Task item: Copies of all lines that contain "display" are needed; take them from the data below.

(Stored items)

<<<<

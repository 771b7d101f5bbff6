//! tailfs mount binary.
//!
//! Mounts one append-only filesystem instance at the given mountpoint and
//! blocks until it is unmounted.

use std::path::PathBuf;
use std::sync::Arc;

use anyhow::Context;
use clap::Parser;
use fuser::MountOption;
use tracing::info;
use tracing_subscriber::{EnvFilter, fmt, layer::SubscriberExt, util::SubscriberInitExt};

use tailfs_core::{Fs, FsConfig, config};
use tailfs_fuse::TailFuse;

#[derive(Debug, Parser)]
#[command(name = "tailfs-mount", about = "Mount an append-only tailfs filesystem")]
struct Args {
    /// Where to mount the filesystem.
    mountpoint: PathBuf,

    /// Directory holding one flat backing file per regular file.
    #[arg(long)]
    backing_root: PathBuf,

    /// Maximum inode ids issued over the lifetime of this mount.
    #[arg(long, default_value_t = config::DEFAULT_MAX_INODES)]
    max_inodes: usize,

    /// Maximum entries in one directory.
    #[arg(long, default_value_t = config::DEFAULT_MAX_CHILDREN)]
    max_children: usize,

    /// Maximum path length in bytes.
    #[arg(long, default_value_t = config::DEFAULT_MAX_PATH)]
    max_path: usize,

    /// Maximum name length in bytes.
    #[arg(long, default_value_t = config::DEFAULT_MAX_NAME)]
    max_name: usize,

    /// Allow other users to access the mount.
    #[arg(long)]
    allow_other: bool,

    /// Unmount automatically when the process exits.
    #[arg(long)]
    auto_unmount: bool,
}

fn main() -> anyhow::Result<()> {
    let filter = EnvFilter::try_from_default_env().unwrap_or_else(|_| EnvFilter::new("info"));
    tracing_subscriber::registry()
        .with(filter)
        .with(fmt::layer().with_writer(std::io::stderr))
        .init();

    let args = Args::parse();

    let fs_config = FsConfig::new(&args.backing_root)
        .with_max_inodes(args.max_inodes)
        .with_max_children(args.max_children)
        .with_max_path(args.max_path)
        .with_max_name(args.max_name);
    let fs = Arc::new(Fs::new(fs_config).context("initializing filesystem")?);

    let mut options = vec![
        MountOption::FSName("tailfs".to_owned()),
        MountOption::DefaultPermissions,
    ];
    if args.allow_other {
        options.push(MountOption::AllowOther);
    }
    if args.auto_unmount {
        options.push(MountOption::AutoUnmount);
    }

    info!(
        mountpoint = %args.mountpoint.display(),
        backing_root = %args.backing_root.display(),
        "mounting"
    );
    fuser::mount2(TailFuse::new(fs), &args.mountpoint, &options).context("mount failed")?;
    Ok(())
}
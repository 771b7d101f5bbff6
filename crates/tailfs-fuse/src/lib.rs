//! Kernel mount adapter.
//!
//! `TailFuse` translates the fuser callback vocabulary into calls against
//! the core facade. It holds no filesystem state of its own beyond the
//! per-open handle table; every semantic decision lives in `tailfs-core`,
//! and errors come back through the shared errno table.

pub mod convert;
pub mod handles;

use std::ffi::OsStr;
use std::sync::Arc;
use std::time::{Duration, SystemTime};

use fuser::{
    Filesystem, KernelConfig, ReplyAttr, ReplyCreate, ReplyData, ReplyDirectory, ReplyEmpty,
    ReplyEntry, ReplyOpen, ReplyWrite, Request, TimeOrNow,
};
use tracing::{debug, info};

use tailfs_core::{Fs, InodeId, TimeSpec};

use convert::{access_from_flags, to_fuse_attr, to_fuse_kind};
use handles::HandleTable;

/// How long the kernel may cache entries and attributes.
const TTL: Duration = Duration::from_secs(1);

/// The fuser-facing adapter over one filesystem instance.
pub struct TailFuse {
    fs: Arc<Fs>,
    handles: HandleTable,
}

impl TailFuse {
    pub fn new(fs: Arc<Fs>) -> Self {
        Self {
            fs,
            handles: HandleTable::new(),
        }
    }
}

/// Entry names arrive as OsStr; anything non-UTF-8 has no counterpart in
/// the tree.
fn name_str(name: &OsStr) -> Option<&str> {
    name.to_str()
}

/// True if a setattr request touches something fixed at creation: mode,
/// ownership, or size.
fn setattr_rejected(
    mode: Option<u32>,
    uid: Option<u32>,
    gid: Option<u32>,
    size: Option<u64>,
) -> bool {
    mode.is_some() || uid.is_some() || gid.is_some() || size.is_some()
}

fn time_spec(t: Option<TimeOrNow>) -> TimeSpec {
    match t {
        None => TimeSpec::Omit,
        Some(TimeOrNow::Now) => TimeSpec::Now,
        Some(TimeOrNow::SpecificTime(at)) => TimeSpec::Set(at),
    }
}

impl Filesystem for TailFuse {
    fn init(&mut self, _req: &Request, _config: &mut KernelConfig) -> Result<(), libc::c_int> {
        info!("tailfs mounted");
        Ok(())
    }

    fn destroy(&mut self) {
        // Backing units stay on disk: file contents survive a restart,
        // only the in-memory inode table does not.
        info!("tailfs unmounted");
    }

    fn lookup(&mut self, _req: &Request, parent: u64, name: &OsStr, reply: ReplyEntry) {
        let Some(name) = name_str(name) else {
            reply.error(libc::ENOENT);
            return;
        };
        match self.fs.lookup(InodeId::new(parent), name) {
            Ok(attr) => reply.entry(&TTL, &to_fuse_attr(&attr), 0),
            Err(e) => reply.error(e.errno()),
        }
    }

    fn getattr(&mut self, _req: &Request, ino: u64, _fh: Option<u64>, reply: ReplyAttr) {
        match self.fs.getattr_id(InodeId::new(ino)) {
            Ok(attr) => reply.attr(&TTL, &to_fuse_attr(&attr)),
            Err(e) => reply.error(e.errno()),
        }
    }

    #[allow(clippy::too_many_arguments)]
    fn setattr(
        &mut self,
        _req: &Request,
        ino: u64,
        mode: Option<u32>,
        uid: Option<u32>,
        gid: Option<u32>,
        size: Option<u64>,
        atime: Option<TimeOrNow>,
        mtime: Option<TimeOrNow>,
        _ctime: Option<SystemTime>,
        _fh: Option<u64>,
        _crtime: Option<SystemTime>,
        _chgtime: Option<SystemTime>,
        _bkuptime: Option<SystemTime>,
        _flags: Option<u32>,
        reply: ReplyAttr,
    ) {
        // Mode and ownership are fixed at creation, and truncation does not
        // exist in an append-only filesystem. Rejecting beats a disguised
        // no-op: chmod must not appear to succeed.
        if setattr_rejected(mode, uid, gid, size) {
            reply.error(libc::EPERM);
            return;
        }
        if atime.is_none() && mtime.is_none() {
            match self.fs.getattr_id(InodeId::new(ino)) {
                Ok(attr) => reply.attr(&TTL, &to_fuse_attr(&attr)),
                Err(e) => reply.error(e.errno()),
            }
            return;
        }
        match self
            .fs
            .set_times_id(InodeId::new(ino), time_spec(atime), time_spec(mtime))
        {
            Ok(attr) => reply.attr(&TTL, &to_fuse_attr(&attr)),
            Err(e) => reply.error(e.errno()),
        }
    }

    fn open(&mut self, _req: &Request, ino: u64, flags: i32, reply: ReplyOpen) {
        let access = access_from_flags(flags);
        match self.fs.open_id(InodeId::new(ino), access) {
            Ok(attr) => {
                let fh = self.handles.insert(attr.ino, access);
                debug!(ino, fh, ?access, "open");
                reply.opened(fh, 0);
            }
            Err(e) => reply.error(e.errno()),
        }
    }

    fn release(
        &mut self,
        _req: &Request,
        _ino: u64,
        fh: u64,
        _flags: i32,
        _lock_owner: Option<u64>,
        _flush: bool,
        reply: ReplyEmpty,
    ) {
        self.handles.remove(fh);
        reply.ok();
    }

    fn read(
        &mut self,
        _req: &Request,
        ino: u64,
        fh: u64,
        offset: i64,
        size: u32,
        _flags: i32,
        _lock_owner: Option<u64>,
        reply: ReplyData,
    ) {
        if self.handles.get(fh).is_none() {
            reply.error(libc::EBADF);
            return;
        }
        if offset < 0 {
            reply.error(libc::EINVAL);
            return;
        }
        match self.fs.read(InodeId::new(ino), offset as u64, size as usize) {
            Ok(data) => reply.data(&data),
            Err(e) => reply.error(e.errno()),
        }
    }

    fn write(
        &mut self,
        _req: &Request,
        ino: u64,
        fh: u64,
        offset: i64,
        data: &[u8],
        _write_flags: u32,
        _flags: i32,
        _lock_owner: Option<u64>,
        reply: ReplyWrite,
    ) {
        let Some(handle) = self.handles.get(fh) else {
            reply.error(libc::EBADF);
            return;
        };
        if !handle.access.wants_write() {
            reply.error(libc::EBADF);
            return;
        }
        if offset < 0 {
            reply.error(libc::EINVAL);
            return;
        }
        match self.fs.write(InodeId::new(ino), offset as u64, data) {
            Ok(written) => reply.written(written as u32),
            Err(e) => reply.error(e.errno()),
        }
    }

    fn create(
        &mut self,
        _req: &Request,
        parent: u64,
        name: &OsStr,
        mode: u32,
        _umask: u32,
        flags: i32,
        reply: ReplyCreate,
    ) {
        let Some(name) = name_str(name) else {
            reply.error(libc::EINVAL);
            return;
        };
        match self.fs.create_at(InodeId::new(parent), name, mode) {
            Ok(attr) => {
                // A fresh file is empty, so every write through this handle
                // is an append regardless of the caller's flags.
                let mut access = access_from_flags(flags);
                if access.wants_write() {
                    access.append = true;
                }
                let fh = self.handles.insert(attr.ino, access);
                reply.created(&TTL, &to_fuse_attr(&attr), 0, fh, 0);
            }
            Err(e) => reply.error(e.errno()),
        }
    }

    fn mkdir(
        &mut self,
        _req: &Request,
        parent: u64,
        name: &OsStr,
        mode: u32,
        _umask: u32,
        reply: ReplyEntry,
    ) {
        let Some(name) = name_str(name) else {
            reply.error(libc::EINVAL);
            return;
        };
        match self.fs.mkdir_at(InodeId::new(parent), name, mode) {
            Ok(attr) => reply.entry(&TTL, &to_fuse_attr(&attr), 0),
            Err(e) => reply.error(e.errno()),
        }
    }

    fn rmdir(&mut self, _req: &Request, parent: u64, name: &OsStr, reply: ReplyEmpty) {
        let Some(name) = name_str(name) else {
            reply.error(libc::ENOENT);
            return;
        };
        match self.fs.rmdir_at(InodeId::new(parent), name) {
            Ok(()) => reply.ok(),
            Err(e) => reply.error(e.errno()),
        }
    }

    fn unlink(&mut self, _req: &Request, parent: u64, name: &OsStr, reply: ReplyEmpty) {
        let Some(name) = name_str(name) else {
            reply.error(libc::ENOENT);
            return;
        };
        match self.fs.unlink_at(InodeId::new(parent), name) {
            Ok(()) => reply.ok(),
            Err(e) => reply.error(e.errno()),
        }
    }

    fn rename(
        &mut self,
        _req: &Request,
        parent: u64,
        name: &OsStr,
        newparent: u64,
        newname: &OsStr,
        _flags: u32,
        reply: ReplyEmpty,
    ) {
        let (Some(name), Some(newname)) = (name_str(name), name_str(newname)) else {
            reply.error(libc::ENOENT);
            return;
        };
        match self
            .fs
            .rename_at(InodeId::new(parent), name, InodeId::new(newparent), newname)
        {
            Ok(()) => reply.ok(),
            Err(e) => reply.error(e.errno()),
        }
    }

    fn readdir(
        &mut self,
        _req: &Request,
        ino: u64,
        _fh: u64,
        offset: i64,
        mut reply: ReplyDirectory,
    ) {
        let children = match self.fs.readdir_id(InodeId::new(ino)) {
            Ok(children) => children,
            Err(e) => {
                reply.error(e.errno());
                return;
            }
        };

        // Dot entries first, then the real children in insertion order. The
        // kernel resolves ".." itself, so its inode number here is nominal.
        let dots = [
            (ino, fuser::FileType::Directory, ".".to_owned()),
            (ino, fuser::FileType::Directory, "..".to_owned()),
        ];
        let entries = dots.into_iter().chain(
            children
                .into_iter()
                .map(|e| (e.ino.as_u64(), to_fuse_kind(e.kind), e.name)),
        );

        for (i, (entry_ino, kind, name)) in entries.enumerate().skip(offset as usize) {
            // The offset handed back is the index of the next entry.
            if reply.add(entry_ino, (i + 1) as i64, kind, &name) {
                break;
            }
        }
        reply.ok();
    }
}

>>>>

Output below:
        mountpoint = %args.mountpoint.display(),
        backing_root = %args.backing_root.display(),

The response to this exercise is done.